==== MATERIAL FOR THIS EXERCISE ====

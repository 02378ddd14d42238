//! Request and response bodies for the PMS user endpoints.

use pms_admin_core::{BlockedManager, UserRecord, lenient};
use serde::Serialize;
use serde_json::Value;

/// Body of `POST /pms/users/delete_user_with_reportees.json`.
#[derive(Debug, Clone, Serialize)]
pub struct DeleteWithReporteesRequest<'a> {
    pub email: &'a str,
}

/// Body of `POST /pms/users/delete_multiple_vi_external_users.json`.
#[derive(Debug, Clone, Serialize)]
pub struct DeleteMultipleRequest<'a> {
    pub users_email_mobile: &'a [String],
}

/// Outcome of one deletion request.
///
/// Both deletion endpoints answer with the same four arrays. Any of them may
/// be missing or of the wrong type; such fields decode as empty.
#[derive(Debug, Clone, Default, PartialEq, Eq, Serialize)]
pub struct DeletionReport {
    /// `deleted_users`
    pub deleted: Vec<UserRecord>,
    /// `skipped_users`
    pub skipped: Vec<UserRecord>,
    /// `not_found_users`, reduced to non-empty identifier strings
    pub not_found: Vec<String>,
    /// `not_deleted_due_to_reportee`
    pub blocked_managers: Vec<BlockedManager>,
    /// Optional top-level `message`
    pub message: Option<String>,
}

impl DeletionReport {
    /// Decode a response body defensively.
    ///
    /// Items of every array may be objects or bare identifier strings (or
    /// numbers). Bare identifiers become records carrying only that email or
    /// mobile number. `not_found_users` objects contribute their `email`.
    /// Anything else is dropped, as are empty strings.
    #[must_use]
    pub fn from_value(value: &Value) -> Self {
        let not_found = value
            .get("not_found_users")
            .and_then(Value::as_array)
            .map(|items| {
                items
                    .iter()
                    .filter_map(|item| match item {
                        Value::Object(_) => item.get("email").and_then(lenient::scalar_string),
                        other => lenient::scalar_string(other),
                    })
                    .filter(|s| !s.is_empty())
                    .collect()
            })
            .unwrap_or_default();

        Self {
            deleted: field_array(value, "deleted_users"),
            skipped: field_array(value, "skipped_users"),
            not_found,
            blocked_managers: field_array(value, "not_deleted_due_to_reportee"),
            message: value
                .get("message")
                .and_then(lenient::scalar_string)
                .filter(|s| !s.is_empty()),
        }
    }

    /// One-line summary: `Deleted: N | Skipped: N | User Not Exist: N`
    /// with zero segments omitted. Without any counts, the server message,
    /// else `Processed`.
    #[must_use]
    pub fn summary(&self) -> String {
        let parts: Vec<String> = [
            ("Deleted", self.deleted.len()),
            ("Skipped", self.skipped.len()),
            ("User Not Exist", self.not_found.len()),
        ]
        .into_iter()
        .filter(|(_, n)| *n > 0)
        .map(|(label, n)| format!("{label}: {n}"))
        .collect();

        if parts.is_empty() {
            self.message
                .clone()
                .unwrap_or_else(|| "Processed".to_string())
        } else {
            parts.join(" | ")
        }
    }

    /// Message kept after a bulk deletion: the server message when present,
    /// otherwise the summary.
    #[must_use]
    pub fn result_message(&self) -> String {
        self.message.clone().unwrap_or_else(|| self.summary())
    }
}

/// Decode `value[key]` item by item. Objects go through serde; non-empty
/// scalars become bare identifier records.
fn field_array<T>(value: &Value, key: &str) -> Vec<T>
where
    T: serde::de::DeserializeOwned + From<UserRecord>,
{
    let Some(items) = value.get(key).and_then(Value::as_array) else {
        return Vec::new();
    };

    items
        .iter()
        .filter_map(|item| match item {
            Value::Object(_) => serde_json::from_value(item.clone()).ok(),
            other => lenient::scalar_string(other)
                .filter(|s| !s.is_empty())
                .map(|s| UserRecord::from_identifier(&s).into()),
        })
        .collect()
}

====
==== MATERIAL FOR THIS EXERCISE ====

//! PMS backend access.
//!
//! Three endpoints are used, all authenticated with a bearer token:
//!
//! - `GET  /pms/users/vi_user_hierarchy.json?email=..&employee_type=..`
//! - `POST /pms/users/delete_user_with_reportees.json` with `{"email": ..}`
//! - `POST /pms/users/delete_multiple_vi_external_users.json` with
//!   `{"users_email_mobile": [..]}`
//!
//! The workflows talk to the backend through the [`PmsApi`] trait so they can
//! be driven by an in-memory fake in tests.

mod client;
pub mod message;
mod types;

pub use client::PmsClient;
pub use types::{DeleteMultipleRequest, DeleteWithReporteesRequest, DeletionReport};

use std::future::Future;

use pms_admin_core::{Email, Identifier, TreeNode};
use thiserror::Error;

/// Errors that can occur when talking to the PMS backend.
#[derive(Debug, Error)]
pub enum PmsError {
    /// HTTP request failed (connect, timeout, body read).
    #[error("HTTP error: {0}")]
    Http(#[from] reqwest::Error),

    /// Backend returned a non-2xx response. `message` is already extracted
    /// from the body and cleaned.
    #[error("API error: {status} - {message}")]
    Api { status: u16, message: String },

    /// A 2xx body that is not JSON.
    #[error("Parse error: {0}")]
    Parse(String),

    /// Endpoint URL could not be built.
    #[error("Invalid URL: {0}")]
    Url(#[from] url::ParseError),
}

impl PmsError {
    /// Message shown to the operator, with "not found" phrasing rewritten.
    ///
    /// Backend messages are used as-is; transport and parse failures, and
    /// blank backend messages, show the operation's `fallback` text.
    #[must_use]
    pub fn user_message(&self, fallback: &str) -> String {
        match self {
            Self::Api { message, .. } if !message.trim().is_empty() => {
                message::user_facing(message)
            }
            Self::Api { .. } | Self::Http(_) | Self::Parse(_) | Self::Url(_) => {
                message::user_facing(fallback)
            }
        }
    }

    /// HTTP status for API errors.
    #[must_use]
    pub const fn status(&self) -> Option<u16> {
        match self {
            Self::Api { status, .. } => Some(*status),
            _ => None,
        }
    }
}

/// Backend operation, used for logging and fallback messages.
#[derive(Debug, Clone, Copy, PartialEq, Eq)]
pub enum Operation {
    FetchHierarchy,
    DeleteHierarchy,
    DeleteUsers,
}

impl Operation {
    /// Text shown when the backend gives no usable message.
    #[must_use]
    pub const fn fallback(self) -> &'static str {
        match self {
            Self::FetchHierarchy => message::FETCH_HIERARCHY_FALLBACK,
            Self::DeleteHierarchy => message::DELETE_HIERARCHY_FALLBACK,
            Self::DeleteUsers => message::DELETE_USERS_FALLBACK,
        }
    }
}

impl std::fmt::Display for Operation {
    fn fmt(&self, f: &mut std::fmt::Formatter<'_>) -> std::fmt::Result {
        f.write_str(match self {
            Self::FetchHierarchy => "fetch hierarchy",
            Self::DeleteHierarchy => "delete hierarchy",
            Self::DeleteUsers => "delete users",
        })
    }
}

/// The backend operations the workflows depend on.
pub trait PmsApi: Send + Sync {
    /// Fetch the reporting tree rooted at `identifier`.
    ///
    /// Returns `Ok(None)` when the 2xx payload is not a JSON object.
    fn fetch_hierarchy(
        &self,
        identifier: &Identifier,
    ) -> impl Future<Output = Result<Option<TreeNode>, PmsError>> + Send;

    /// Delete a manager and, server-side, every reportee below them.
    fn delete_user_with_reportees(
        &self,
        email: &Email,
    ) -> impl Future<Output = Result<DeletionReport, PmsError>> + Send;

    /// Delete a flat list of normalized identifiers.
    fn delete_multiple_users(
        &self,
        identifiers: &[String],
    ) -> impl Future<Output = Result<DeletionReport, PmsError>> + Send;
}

====

* WHAT THIS TASK INVOLVES:
In these entries, please give the number of lines holding the string "Future" and nothing more.

* ANSWER SECTION:
4